I haven't seen any analog-based ML devices in use. Can you share an example? Is there even a way to approximate the results of a matmul using analog devices?

It's impossible to guess how much more speed we can get with current approaches, but everything from silicon to networking stack to libraries to network architectures are in their infancy so I would expect dramatic improvements in performance on a regular basis (but not as regular as other areas of software because silicon development is slow)

sanxiyn 1607 days ago [-]
TPU v3 is rated 420 teraflops, while V100 GPU is rated 125 teraflops.
solidasparagus 1607 days ago [-]
What does TPU v3 mean there? tpu v3.8? In which case you are comparing 8 cores/4 chips to a single GPU which hardly seems fair. It's hard to compare across ASICs. In practice the the largest readily available amount of compute seem to be 8 V100s vs one 'Cloud TPU' (tpu v3.32). Those two have relatively similar performance in practice (FLOPs seem to be a very poor way to compare across ASICs), although TPU is typically several times less expensive.
buboard 1608 days ago [-]
brain floating point ... cool name

i guess brain's synaptic precision could go way lower, as low as 26 distinct synapse weights: https://elifesciences.org/articles/10778

> A particularly interesting research direction puts these three trends together, with a system running on large-scale ML accelerator hardware, with a goal of being able to train a model that can perform thousands or millions of tasks in a single model. Such a model might be made up of many different components of different structures,

yup, he is building a brain

gnode 1608 days ago [-]
> many different components of different structures

> yup, he is building a brain

The limbic system of the brain is made of many different structures. It handles much of the ancient fixed function instinctive operation of the brain -- heavily involved in sleep, reflexes, appetite, and motivation, for example.
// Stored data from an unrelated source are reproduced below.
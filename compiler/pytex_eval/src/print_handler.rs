//! Destinations for text written to standard output by evaluated code.
//!
//! `print(...)` and `sys.stdout.write(...)` both end up in
//! [`PrintHandlerImpl::write`] on the interpreter's active handler. The
//! executor installs a capturing handler while a block runs and drains it
//! afterwards; outside of that, text goes to the real stdout.

use std::io::Write;
use std::sync::Arc;

use parking_lot::Mutex;

/// In-memory sink for one redirected block.
#[derive(Default)]
pub struct CaptureBuffer {
    text: Mutex<String>,
}

impl CaptureBuffer {
    pub fn new() -> Self {
        Self::default()
    }

    pub fn write(&self, text: &str) {
        self.text.lock().push_str(text);
    }

    /// Copy of everything written so far.
    pub fn captured(&self) -> String {
        self.text.lock().clone()
    }

    /// Move the text out, leaving the buffer empty.
    pub fn take(&self) -> String {
        std::mem::take(&mut *self.text.lock())
    }
}

/// Where stdout text goes, dispatched by enum.
pub enum PrintHandlerImpl {
    /// The process's standard output.
    Stdout,
    /// Captured in memory.
    Capture(CaptureBuffer),
    /// Dropped.
    Silent,
}

impl PrintHandlerImpl {
    pub fn write(&self, text: &str) {
        match self {
            Self::Stdout => {
                // A closed stdout is not the evaluated code's problem.
                let _ = std::io::stdout().lock().write_all(text.as_bytes());
            }
            Self::Capture(buffer) => buffer.write(text),
            Self::Silent => {}
        }
    }

    /// Captured text; empty for handlers that don't capture.
    pub fn captured(&self) -> String {
        match self {
            Self::Capture(buffer) => buffer.captured(),
            Self::Stdout | Self::Silent => String::new(),
        }
    }

    /// Captured text, draining the buffer.
    pub fn take_captured(&self) -> String {
        match self {
            Self::Capture(buffer) => buffer.take(),
            Self::Stdout | Self::Silent => String::new(),
        }
    }

    pub fn is_capturing(&self) -> bool {
        matches!(self, Self::Capture(_))
    }
}

/// Handle shared between the executor and the interpreter it runs.
pub type SharedPrintHandler = Arc<PrintHandlerImpl>;

pub fn stdout_handler() -> SharedPrintHandler {
    Arc::new(PrintHandlerImpl::Stdout)
}

pub fn capture_handler() -> SharedPrintHandler {
    Arc::new(PrintHandlerImpl::Capture(CaptureBuffer::new()))
}

pub fn silent_handler() -> SharedPrintHandler {
    Arc::new(PrintHandlerImpl::Silent)
}

#[cfg(test)]
mod tests;
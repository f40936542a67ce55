//! Parser for the pytex embedded language.
//!
//! Recursive descent over the token list produced by `pytex_lexer`.
//! Statements are parsed in `stmt`, expressions by precedence climbing in
//! `expr`, and f-string bodies are split and sub-parsed in `fstring`.

mod cursor;
mod expr;
mod fstring;
mod stmt;

use pytex_ir::{Expr, Module, Span, TokenKind};
use pytex_lexer::LexError;
use pytex_stack::ensure_sufficient_stack;

use cursor::Cursor;

/// Parse failure. Reported to user code as `SyntaxError`, or
/// `IndentationError` when [`ParseError::is_indentation`] holds.
#[derive(Clone, Debug, PartialEq, Eq, thiserror::Error)]
pub enum ParseError {
    #[error(transparent)]
    Lex(#[from] LexError),
    #[error("expected {expected}, found {found}")]
    Expected {
        expected: String,
        found: String,
        span: Span,
    },
    #[error("unexpected indent")]
    UnexpectedIndent { span: Span },
    #[error("expected an indented block after {context}")]
    ExpectedIndent { context: &'static str, span: Span },
    #[error("cannot assign to {what}")]
    InvalidTarget { what: &'static str, span: Span },
    #[error("'break' outside loop")]
    BreakOutsideLoop { span: Span },
    #[error("'continue' not properly in loop")]
    ContinueOutsideLoop { span: Span },
    #[error("'return' outside function")]
    ReturnOutsideFunction { span: Span },
    #[error("positional argument follows keyword argument")]
    PositionalAfterKeyword { span: Span },
    #[error("keyword argument repeated: {name}")]
    RepeatedKeyword { name: String, span: Span },
    #[error("parameter without a default follows parameter with a default")]
    NonDefaultAfterDefault { span: Span },
    #[error("duplicate argument '{name}' in function definition")]
    DuplicateParam { name: String, span: Span },
    #[error("Generator expression must be parenthesized")]
    UnparenthesizedGenerator { span: Span },
    #[error("import * only allowed at module level")]
    StarImportInFunction { span: Span },
    #[error("expected 'except' or 'finally' block")]
    MissingHandler { span: Span },
    #[error("default 'except:' must be last")]
    DefaultExceptNotLast { span: Span },
    #[error("f-string: {message}")]
    FString { message: String, span: Span },
    #[error("too many nested expressions and blocks")]
    TooDeeplyNested { span: Span },
}

impl ParseError {
    pub fn span(&self) -> Span {
        match self {
            ParseError::Lex(err) => err.span(),
            ParseError::Expected { span, .. }
            | ParseError::UnexpectedIndent { span }
            | ParseError::ExpectedIndent { span, .. }
            | ParseError::InvalidTarget { span, .. }
            | ParseError::BreakOutsideLoop { span }
            | ParseError::ContinueOutsideLoop { span }
            | ParseError::ReturnOutsideFunction { span }
            | ParseError::PositionalAfterKeyword { span }
            | ParseError::RepeatedKeyword { span, .. }
            | ParseError::NonDefaultAfterDefault { span }
            | ParseError::DuplicateParam { span, .. }
            | ParseError::UnparenthesizedGenerator { span }
            | ParseError::StarImportInFunction { span }
            | ParseError::MissingHandler { span }
            | ParseError::DefaultExceptNotLast { span }
            | ParseError::FString { span, .. }
            | ParseError::TooDeeplyNested { span } => *span,
        }
    }

    /// Whether this is an indentation error rather than a plain syntax error.
    pub fn is_indentation(&self) -> bool {
        match self {
            ParseError::Lex(err) => err.is_indentation(),
            ParseError::UnexpectedIndent { .. } | ParseError::ExpectedIndent { .. } => true,
            _ => false,
        }
    }
}

/// Parse a block of statements.
pub fn parse_module(source: &str) -> Result<Module, ParseError> {
    let tokens = pytex_lexer::lex(source)?;
    let mut parser = Parser::new(source, tokens);
    let module = parser.module()?;
    tracing::trace!(statements = module.body.len(), "parsed module");
    Ok(module)
}

/// Parse a single expression (a bare tuple is allowed) filling all of
/// `source`.
pub fn parse_expression(source: &str) -> Result<Expr, ParseError> {
    let tokens = pytex_lexer::lex(source)?;
    let mut parser = Parser::new(source, tokens);
    parser.skip_newlines();
    let expr = parser.expression_list()?;
    parser.skip_newlines();
    parser.expect_end()?;
    Ok(expr)
}

/// Recursive-descent parser state.
/// Deepest expression or block nesting accepted.
pub const MAX_NESTING: u32 = 1000;

pub(crate) struct Parser<'a> {
    source: &'a str,
    cursor: Cursor,
    /// Nesting depth of `def` bodies; `return` is only valid inside one.
    function_depth: u32,
    /// Nesting depth of loop bodies in the current function.
    loop_depth: u32,
    /// Recursion depth of nested expressions and statements.
    nesting: u32,
}

impl<'a> Parser<'a> {
    fn new(source: &'a str, tokens: Vec<pytex_ir::Token>) -> Self {
        Parser {
            source,
            cursor: Cursor::new(tokens),
            function_depth: 0,
            loop_depth: 0,
            nesting: 0,
        }
    }

    /// Run a recursive production one nesting level deeper, failing past
    /// [`MAX_NESTING`].
    pub(crate) fn nested<T>(
        &mut self,
        parse: impl FnOnce(&mut Self) -> Result<T, ParseError>,
    ) -> Result<T, ParseError> {
        if self.nesting >= MAX_NESTING {
            return Err(ParseError::TooDeeplyNested {
                span: self.current_span(),
            });
        }
        self.nesting += 1;
        let result = ensure_sufficient_stack(|| parse(self));
        self.nesting -= 1;
        result
    }

    #[inline]
    pub(crate) fn current_kind(&self) -> &TokenKind {
        self.cursor.current_kind()
    }

    #[inline]
    pub(crate) fn current_span(&self) -> Span {
        self.cursor.current_span()
    }

    #[inline]
    pub(crate) fn check(&self, kind: &TokenKind) -> bool {
        self.cursor.check(kind)
    }

    #[inline]
    pub(crate) fn eat(&mut self, kind: &TokenKind) -> bool {
        self.cursor.eat(kind)
    }

    /// Error for an unexpected current token.
    pub(crate) fn expected(&self, expected: impl Into<String>) -> ParseError {
        let found = self.current_kind().to_string();
        ParseError::Expected {
            expected: expected.into(),
            found,
            span: self.current_span(),
        }
    }

    /// Consume a token of `kind` or fail with "expected `kind`".
    pub(crate) fn expect(&mut self, kind: &TokenKind) -> Result<Span, ParseError> {
        if self.check(kind) {
            Ok(self.cursor.advance().span)
        } else {
            Err(self.expected(kind.to_string()))
        }
    }

    pub(crate) fn expect_name(&mut self) -> Result<(String, Span), ParseError> {
        if let TokenKind::Name(name) = self.current_kind() {
            let name = name.clone();
            let span = self.cursor.advance().span;
            Ok((name, span))
        } else {
            Err(self.expected("a name"))
        }
    }

    pub(crate) fn skip_newlines(&mut self) {
        while self.eat(&TokenKind::Newline) {}
    }

    fn expect_end(&mut self) -> Result<(), ParseError> {
        if self.cursor.is_at_end() {
            Ok(())
        } else {
            Err(self.expected("end of input"))
        }
    }

    /// Span from `start` through the last consumed token.
    pub(crate) fn span_from(&self, start: Span) -> Span {
        start.merge(self.cursor.previous_span())
    }
}

#[cfg(test)]
mod tests;
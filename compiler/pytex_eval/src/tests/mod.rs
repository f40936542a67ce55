//! Whole-block tests: source text in, captured stdout or error out.

mod language_tests;

use crate::{capture_stdout, EvalError};

fn run(source: &str) -> String {
    match capture_stdout(source, None) {
        Ok(output) => output,
        Err(err) => panic!("block failed with {err}:\n{source}"),
    }
}

fn fail(source: &str) -> EvalError {
    match capture_stdout(source, None) {
        Ok(output) => panic!("block succeeded with output {output:?}:\n{source}"),
        Err(err) => err,
    }
}
//! Calling functions, builtins, bound methods and exception types.

use std::rc::Rc;

use super::{Args, Flow, Frame, FrameKind, Interpreter};
use crate::environment::Namespace;
use crate::errors::{
    missing_arguments, not_callable, type_error, unexpected_keyword, wrong_arg_count, EvalResult,
};
use crate::methods;
use crate::value::{ExceptionObject, Function, FunctionCode};
use crate::Value;

impl Interpreter {
    pub(crate) fn call(&mut self, callee: &Value, args: Args) -> EvalResult {
        match callee {
            Value::Function(function) => self.call_function(function, args),
            Value::Builtin(builtin) => (builtin.func)(self, args),
            Value::Method(method) => methods::call(self, &method.receiver, method.name, args),
            Value::ExceptionType(kind) => {
                args.no_keywords(kind.name())?;
                Ok(Value::Exception(Rc::new(ExceptionObject::new(
                    *kind,
                    args.positional,
                ))))
            }
            _ => Err(not_callable(callee)),
        }
    }

    fn call_function(&mut self, function: &Rc<Function>, args: Args) -> EvalResult {
        let locals = bind_params(function, args)?;
        let kind = match &function.code {
            FunctionCode::Def(def) => FrameKind::Function(Rc::clone(def)),
            FunctionCode::Lambda(_) => FrameKind::Lambda,
        };
        let frame = Frame {
            kind,
            locals,
            globals: function.globals.clone(),
            enclosing: Rc::clone(&function.enclosing),
        };
        let mut guard = self.enter(frame)?;
        match &function.code {
            FunctionCode::Def(def) => match guard.exec_block(&def.body)? {
                Flow::Return(value) => Ok(value),
                Flow::Normal | Flow::Break | Flow::Continue => Ok(Value::None),
            },
            FunctionCode::Lambda(lambda) => guard.eval(&lambda.body),
        }
    }
}

/// Match arguments to parameters, filling in defaults.
fn bind_params(function: &Function, args: Args) -> EvalResult<Namespace> {
    let name = function.name();
    let params = function.params();
    let first_default = params.len() - function.defaults.len();

    if args.positional.len() > params.len() {
        return Err(wrong_arg_count(
            name,
            first_default,
            params.len(),
            args.positional.len(),
        ));
    }

    let mut slots: Vec<Option<Value>> = vec![None; params.len()];
    for (slot, value) in slots.iter_mut().zip(args.positional) {
        *slot = Some(value);
    }
    for (keyword, value) in args.keywords {
        let Some(index) = params.iter().position(|param| param.name == keyword) else {
            return Err(unexpected_keyword(name, &keyword));
        };
        if slots[index].is_some() {
            return Err(type_error(format!(
                "{name}() got multiple values for argument '{keyword}'"
            )));
        }
        slots[index] = Some(value);
    }

    let locals = Namespace::new();
    let mut missing = Vec::new();
    for (index, (param, slot)) in params.iter().zip(slots).enumerate() {
        let value = match slot {
            Some(value) => value,
            None if index >= first_default => function.defaults[index - first_default].clone(),
            None => {
                missing.push(param.name.as_str());
                continue;
            }
        };
        locals.set(param.name.clone(), value);
    }
    if !missing.is_empty() {
        return Err(missing_arguments(name, &missing));
    }
    Ok(locals)
}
However, our general intelligence and learning capability is mostly due to our neocortex, which has a highly regular structure. The neocortex also subsumes the roles of much of the limbic system as development progresses, overriding the specific structures.

This suggests to me that intelligence / learning doesn't benefit from specific structures, but from general structures, capable of encoding behaviour as data (by long-term potentiation of synaptic weights in the brain's case).

quotemstr 1608 days ago [-]
> i guess brain's synaptic precision could go way lower, as low as 26 distinct synapse weights: https://elifesciences.org/articles/10778

Thanks for the link. Artificial neural networks all the way down to binary weights [1] although this approach doesn't seem like the most efficient one. It's interesting how we're still seeing a ton of variability in ML architectures: it suggests we haven't stumbled on the right area yet. It reminds me how early aviation had a huge diversity of aircraft plans, but now, after a lot of optimization, we've settled on that one standard airliner shape everyone uses everywhere.

[1] https://arxiv.org/abs/1602.02830

buboard 1608 days ago [-]
A formal theory of deep learning is proving to be much more elusive that avionics. Interesting times though
the8472 1608 days ago [-]
> yup, he is building a brain

Plus applying ML to improving the underlying hardware and software. On the other hand it's not recursive yet and moore's law ending throws a wrench into exponential self-improvement, but it's still a little concerning.